- Opening Delimiter -

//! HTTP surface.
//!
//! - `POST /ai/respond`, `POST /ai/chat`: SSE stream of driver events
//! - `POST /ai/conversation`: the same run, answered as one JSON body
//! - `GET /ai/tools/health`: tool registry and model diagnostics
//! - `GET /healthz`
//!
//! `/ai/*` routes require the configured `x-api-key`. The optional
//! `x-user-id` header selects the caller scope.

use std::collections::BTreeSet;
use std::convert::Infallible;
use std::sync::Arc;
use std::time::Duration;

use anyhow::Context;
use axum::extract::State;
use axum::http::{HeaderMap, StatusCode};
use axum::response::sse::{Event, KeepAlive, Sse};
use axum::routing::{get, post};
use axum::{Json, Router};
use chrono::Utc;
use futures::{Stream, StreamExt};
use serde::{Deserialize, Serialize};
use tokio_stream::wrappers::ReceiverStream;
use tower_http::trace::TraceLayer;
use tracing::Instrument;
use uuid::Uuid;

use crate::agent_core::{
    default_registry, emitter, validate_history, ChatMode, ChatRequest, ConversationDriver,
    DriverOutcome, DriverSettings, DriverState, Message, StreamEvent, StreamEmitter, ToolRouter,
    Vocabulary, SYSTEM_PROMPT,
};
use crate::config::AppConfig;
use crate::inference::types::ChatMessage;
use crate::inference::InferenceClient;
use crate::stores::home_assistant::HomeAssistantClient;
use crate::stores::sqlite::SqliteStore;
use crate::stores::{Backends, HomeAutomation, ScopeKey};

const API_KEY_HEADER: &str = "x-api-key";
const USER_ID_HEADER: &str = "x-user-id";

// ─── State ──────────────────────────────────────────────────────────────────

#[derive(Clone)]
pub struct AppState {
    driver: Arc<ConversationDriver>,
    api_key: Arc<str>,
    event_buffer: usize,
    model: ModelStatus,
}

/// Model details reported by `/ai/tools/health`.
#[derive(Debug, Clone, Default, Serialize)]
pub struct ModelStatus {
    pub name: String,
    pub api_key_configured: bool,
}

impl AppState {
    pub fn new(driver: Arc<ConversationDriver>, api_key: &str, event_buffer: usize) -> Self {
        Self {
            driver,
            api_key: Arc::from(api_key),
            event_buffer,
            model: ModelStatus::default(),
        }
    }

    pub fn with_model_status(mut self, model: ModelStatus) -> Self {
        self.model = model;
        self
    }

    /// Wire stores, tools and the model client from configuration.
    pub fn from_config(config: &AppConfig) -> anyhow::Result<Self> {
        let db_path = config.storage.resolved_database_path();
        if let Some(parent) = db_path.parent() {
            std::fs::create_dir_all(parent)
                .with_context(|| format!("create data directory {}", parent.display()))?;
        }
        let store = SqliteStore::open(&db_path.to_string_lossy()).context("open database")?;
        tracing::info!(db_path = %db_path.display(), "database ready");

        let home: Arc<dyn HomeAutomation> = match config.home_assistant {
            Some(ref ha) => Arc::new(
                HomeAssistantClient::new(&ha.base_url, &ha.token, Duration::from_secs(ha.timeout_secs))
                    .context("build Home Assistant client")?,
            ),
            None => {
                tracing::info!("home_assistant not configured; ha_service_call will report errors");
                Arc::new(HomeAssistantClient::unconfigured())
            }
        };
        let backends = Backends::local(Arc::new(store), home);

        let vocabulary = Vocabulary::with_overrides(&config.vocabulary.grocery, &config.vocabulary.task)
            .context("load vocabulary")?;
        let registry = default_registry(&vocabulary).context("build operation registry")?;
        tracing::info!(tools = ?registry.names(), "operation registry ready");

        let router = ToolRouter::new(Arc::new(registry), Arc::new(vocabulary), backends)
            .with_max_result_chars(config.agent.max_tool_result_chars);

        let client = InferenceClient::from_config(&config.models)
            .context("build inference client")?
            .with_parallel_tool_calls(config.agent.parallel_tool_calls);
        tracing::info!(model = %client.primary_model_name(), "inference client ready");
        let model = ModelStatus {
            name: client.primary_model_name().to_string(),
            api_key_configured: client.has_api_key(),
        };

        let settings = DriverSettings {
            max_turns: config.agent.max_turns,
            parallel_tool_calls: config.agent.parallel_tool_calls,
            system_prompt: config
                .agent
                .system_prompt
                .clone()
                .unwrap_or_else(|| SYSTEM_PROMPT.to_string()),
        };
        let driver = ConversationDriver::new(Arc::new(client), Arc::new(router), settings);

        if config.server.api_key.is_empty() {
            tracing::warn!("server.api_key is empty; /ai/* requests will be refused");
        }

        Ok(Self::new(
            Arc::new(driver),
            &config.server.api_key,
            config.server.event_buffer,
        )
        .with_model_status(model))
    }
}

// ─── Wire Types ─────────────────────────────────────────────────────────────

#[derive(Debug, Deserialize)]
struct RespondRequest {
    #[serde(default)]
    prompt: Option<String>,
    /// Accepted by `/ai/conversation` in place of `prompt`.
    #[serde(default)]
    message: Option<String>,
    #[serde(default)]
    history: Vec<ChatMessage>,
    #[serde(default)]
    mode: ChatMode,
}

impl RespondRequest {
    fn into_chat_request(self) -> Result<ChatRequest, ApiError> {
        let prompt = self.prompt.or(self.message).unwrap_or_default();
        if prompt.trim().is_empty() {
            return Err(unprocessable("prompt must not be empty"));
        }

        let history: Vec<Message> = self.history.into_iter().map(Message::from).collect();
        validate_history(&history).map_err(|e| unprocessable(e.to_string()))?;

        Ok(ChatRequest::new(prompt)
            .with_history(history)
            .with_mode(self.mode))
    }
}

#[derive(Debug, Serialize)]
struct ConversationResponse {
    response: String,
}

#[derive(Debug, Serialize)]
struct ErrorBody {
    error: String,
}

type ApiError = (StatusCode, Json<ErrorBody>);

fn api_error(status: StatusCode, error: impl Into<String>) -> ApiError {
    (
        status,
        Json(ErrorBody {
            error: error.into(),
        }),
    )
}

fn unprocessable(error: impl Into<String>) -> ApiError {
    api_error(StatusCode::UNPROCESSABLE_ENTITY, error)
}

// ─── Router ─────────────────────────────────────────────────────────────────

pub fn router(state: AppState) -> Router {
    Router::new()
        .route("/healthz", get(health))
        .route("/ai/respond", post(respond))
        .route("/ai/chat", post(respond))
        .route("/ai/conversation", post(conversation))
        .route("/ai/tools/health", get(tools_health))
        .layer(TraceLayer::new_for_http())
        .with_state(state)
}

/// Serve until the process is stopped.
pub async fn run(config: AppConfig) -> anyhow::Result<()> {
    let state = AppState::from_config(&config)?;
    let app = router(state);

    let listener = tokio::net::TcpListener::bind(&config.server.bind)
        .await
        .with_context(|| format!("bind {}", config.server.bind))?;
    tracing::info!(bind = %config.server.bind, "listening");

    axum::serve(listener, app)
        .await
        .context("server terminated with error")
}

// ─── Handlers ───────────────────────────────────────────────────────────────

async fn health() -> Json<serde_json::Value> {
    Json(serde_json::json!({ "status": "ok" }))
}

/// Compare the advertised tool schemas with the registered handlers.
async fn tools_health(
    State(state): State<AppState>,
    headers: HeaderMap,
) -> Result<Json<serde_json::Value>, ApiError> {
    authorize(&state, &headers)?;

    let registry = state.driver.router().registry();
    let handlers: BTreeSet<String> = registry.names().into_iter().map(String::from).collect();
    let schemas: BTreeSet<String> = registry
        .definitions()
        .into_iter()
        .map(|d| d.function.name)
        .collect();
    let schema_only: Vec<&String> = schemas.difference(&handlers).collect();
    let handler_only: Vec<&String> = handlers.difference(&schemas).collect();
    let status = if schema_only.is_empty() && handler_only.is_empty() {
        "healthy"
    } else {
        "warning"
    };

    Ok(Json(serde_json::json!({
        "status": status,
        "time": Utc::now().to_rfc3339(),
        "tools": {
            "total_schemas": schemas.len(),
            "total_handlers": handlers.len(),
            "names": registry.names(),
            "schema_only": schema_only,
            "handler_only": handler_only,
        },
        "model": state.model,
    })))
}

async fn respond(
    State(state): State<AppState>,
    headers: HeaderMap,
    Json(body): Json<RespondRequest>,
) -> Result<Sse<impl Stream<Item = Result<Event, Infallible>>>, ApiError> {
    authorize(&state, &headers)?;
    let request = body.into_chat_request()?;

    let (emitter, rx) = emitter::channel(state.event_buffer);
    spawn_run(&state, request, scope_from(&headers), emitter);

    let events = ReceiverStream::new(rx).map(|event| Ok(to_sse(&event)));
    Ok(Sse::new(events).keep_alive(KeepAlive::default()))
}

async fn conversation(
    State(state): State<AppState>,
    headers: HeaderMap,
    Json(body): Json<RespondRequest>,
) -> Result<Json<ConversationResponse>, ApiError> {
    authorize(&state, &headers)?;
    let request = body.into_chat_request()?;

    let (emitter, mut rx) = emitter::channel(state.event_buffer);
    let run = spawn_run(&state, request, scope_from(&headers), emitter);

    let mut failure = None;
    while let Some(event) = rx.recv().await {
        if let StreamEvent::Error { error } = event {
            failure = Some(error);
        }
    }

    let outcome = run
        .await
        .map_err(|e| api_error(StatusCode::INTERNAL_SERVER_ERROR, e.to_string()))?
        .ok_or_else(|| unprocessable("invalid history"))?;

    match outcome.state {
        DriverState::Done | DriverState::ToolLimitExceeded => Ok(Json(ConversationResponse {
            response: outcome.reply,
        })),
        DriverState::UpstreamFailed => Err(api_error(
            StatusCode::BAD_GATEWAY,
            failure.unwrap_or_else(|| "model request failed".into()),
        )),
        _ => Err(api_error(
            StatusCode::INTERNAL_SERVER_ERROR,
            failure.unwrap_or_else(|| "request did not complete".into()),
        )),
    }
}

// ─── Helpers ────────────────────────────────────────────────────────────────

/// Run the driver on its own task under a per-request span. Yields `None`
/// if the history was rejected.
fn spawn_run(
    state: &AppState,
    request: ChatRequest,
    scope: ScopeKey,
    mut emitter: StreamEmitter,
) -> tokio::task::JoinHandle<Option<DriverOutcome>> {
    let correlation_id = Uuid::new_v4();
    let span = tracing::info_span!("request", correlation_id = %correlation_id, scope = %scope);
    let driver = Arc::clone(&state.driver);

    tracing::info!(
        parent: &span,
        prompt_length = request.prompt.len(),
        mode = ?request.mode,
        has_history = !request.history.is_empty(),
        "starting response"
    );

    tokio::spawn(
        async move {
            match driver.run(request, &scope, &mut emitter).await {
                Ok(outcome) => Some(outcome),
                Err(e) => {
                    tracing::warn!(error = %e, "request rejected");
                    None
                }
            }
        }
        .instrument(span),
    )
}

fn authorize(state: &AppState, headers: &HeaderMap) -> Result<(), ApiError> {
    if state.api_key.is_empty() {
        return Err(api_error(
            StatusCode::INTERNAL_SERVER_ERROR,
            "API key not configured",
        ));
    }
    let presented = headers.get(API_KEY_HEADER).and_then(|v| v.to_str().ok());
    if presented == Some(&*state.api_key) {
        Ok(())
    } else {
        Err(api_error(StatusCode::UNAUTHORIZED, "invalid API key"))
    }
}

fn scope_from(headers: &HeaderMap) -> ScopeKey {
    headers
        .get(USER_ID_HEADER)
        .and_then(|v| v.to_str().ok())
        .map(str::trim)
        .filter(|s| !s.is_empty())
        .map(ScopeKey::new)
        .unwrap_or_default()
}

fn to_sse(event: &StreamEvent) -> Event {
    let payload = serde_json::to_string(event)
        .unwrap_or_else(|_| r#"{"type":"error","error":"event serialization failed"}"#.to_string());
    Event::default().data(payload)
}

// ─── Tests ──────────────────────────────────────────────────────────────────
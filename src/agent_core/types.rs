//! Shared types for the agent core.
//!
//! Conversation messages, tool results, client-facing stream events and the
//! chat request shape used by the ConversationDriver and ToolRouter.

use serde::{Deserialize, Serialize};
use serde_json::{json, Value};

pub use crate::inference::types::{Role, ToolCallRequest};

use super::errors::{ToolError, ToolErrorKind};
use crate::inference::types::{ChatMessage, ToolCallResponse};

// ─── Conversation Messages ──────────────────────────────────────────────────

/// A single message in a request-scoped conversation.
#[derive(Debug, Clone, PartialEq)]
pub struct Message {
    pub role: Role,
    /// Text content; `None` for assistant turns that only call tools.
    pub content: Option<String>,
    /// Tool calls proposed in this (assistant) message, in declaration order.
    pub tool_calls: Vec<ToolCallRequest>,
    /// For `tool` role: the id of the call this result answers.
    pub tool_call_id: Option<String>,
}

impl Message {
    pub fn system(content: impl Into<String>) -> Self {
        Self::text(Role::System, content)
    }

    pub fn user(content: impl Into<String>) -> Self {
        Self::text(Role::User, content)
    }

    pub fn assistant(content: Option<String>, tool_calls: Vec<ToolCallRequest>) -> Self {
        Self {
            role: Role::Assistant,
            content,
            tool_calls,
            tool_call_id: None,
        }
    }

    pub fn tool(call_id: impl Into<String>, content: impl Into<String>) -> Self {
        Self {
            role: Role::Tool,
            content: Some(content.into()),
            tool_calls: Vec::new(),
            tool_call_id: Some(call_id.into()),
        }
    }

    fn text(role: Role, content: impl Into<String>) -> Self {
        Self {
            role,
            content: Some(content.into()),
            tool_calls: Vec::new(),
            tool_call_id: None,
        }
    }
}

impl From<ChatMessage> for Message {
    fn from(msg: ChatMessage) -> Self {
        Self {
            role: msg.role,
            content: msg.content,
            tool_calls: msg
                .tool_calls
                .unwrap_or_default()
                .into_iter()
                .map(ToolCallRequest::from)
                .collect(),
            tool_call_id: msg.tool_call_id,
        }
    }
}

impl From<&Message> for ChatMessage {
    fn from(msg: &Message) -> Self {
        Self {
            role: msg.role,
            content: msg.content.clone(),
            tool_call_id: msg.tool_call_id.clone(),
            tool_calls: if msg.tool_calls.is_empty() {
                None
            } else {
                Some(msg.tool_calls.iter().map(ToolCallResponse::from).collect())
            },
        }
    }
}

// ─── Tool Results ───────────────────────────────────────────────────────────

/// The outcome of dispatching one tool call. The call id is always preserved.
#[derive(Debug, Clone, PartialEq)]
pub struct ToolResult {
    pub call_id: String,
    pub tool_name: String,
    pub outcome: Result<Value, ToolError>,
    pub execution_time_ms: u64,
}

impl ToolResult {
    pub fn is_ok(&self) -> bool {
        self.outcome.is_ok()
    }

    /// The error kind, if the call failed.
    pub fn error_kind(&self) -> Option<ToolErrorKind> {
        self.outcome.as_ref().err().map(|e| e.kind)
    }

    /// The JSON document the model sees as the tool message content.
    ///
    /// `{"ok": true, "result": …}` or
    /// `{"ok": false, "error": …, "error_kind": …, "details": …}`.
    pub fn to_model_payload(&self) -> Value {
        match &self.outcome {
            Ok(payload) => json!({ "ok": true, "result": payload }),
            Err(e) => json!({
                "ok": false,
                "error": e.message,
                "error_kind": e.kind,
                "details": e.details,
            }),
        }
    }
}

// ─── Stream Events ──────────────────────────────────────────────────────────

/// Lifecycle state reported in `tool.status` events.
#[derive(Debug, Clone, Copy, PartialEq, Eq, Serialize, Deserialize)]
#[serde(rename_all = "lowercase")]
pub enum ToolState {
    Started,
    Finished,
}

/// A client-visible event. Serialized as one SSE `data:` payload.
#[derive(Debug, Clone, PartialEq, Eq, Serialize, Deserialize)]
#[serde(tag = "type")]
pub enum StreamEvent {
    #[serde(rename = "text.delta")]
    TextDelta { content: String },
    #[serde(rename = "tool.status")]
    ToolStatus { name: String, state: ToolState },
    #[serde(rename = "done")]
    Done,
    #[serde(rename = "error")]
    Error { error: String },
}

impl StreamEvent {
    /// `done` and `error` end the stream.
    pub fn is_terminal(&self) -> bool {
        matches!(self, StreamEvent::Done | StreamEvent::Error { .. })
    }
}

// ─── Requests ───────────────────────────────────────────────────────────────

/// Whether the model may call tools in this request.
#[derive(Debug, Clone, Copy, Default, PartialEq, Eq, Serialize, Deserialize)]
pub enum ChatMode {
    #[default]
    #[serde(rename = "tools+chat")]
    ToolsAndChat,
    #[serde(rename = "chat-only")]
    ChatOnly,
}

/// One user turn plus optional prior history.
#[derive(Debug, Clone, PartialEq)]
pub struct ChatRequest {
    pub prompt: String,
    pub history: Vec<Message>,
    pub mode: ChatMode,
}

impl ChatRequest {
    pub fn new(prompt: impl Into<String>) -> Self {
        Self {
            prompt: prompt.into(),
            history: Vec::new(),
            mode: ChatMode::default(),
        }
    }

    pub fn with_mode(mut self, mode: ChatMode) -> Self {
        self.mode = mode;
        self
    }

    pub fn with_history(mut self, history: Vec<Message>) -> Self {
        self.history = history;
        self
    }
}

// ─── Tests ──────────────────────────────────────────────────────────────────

- Closing Delimiter -

▸ **Task instructions**:
Whenever a line in the material above holds the string "operation", copy that line in full.

▸ **Solution below**:
        let registry = default_registry(&vocabulary).context("build operation registry")?;
        tracing::info!(tools = ?registry.names(), "operation registry ready");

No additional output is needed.